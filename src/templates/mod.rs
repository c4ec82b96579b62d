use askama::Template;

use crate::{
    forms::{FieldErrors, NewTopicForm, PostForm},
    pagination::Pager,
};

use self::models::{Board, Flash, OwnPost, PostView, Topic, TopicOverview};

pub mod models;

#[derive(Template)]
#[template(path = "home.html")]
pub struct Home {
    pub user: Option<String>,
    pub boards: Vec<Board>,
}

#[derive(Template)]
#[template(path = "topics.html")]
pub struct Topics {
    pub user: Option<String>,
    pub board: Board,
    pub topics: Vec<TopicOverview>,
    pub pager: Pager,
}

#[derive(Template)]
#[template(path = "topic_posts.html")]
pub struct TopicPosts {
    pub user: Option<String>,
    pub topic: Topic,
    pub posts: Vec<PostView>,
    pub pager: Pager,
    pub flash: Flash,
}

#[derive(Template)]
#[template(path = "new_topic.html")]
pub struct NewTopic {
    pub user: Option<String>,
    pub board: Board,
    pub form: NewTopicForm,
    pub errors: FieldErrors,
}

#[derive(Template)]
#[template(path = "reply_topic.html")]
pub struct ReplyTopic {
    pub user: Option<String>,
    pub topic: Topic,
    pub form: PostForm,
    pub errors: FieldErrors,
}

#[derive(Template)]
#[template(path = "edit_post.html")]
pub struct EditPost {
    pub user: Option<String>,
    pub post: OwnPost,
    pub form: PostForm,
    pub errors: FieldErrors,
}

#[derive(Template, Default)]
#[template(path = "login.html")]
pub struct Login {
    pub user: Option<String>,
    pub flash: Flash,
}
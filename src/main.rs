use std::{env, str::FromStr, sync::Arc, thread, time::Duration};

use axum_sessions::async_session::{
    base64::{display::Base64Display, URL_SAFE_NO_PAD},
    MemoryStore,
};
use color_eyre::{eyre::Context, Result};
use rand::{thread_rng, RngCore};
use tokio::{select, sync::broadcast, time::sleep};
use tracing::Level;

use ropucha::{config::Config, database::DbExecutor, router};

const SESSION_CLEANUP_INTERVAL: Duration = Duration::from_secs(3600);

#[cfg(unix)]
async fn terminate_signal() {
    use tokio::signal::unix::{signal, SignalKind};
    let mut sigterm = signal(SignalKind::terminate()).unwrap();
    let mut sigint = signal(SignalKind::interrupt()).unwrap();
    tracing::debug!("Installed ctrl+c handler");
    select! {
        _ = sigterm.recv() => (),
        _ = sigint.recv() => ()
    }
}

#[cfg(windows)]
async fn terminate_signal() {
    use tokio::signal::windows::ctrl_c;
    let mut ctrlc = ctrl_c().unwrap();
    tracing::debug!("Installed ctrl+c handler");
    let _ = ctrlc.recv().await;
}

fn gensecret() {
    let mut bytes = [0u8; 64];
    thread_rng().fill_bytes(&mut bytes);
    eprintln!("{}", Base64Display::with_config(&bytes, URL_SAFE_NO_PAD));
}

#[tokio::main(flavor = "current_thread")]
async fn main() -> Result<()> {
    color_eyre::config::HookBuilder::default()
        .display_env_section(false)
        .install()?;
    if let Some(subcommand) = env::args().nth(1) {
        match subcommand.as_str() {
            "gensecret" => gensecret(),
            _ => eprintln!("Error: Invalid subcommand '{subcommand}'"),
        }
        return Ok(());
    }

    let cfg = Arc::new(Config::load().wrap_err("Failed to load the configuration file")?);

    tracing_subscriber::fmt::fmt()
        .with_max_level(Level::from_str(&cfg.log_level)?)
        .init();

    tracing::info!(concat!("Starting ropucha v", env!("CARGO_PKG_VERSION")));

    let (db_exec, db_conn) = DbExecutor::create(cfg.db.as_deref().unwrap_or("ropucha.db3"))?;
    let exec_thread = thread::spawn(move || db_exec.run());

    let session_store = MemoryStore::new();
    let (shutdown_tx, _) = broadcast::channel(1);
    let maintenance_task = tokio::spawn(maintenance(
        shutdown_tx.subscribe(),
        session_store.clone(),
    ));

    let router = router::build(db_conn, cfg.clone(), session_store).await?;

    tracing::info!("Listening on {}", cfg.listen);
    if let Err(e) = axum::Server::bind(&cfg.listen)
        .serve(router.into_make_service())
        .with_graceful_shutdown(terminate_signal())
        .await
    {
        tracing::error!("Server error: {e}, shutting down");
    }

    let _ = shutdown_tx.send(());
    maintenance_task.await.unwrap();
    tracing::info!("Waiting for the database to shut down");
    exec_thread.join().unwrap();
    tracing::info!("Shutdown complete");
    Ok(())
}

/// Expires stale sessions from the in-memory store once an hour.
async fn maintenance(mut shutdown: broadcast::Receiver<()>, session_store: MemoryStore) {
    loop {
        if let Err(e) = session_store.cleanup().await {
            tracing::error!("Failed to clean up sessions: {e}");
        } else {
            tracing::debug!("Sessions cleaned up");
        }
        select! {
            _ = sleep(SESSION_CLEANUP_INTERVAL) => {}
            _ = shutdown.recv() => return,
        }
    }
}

* **Work required**: Go through the entries above and report every line in which the word "await" appears.

* **Response below**:
    let _ = ctrlc.recv().await;
    let router = router::build(db_conn, cfg.clone(), session_store).await?;
        .await
    maintenance_task.await.unwrap();
        if let Err(e) = session_store.cleanup().await {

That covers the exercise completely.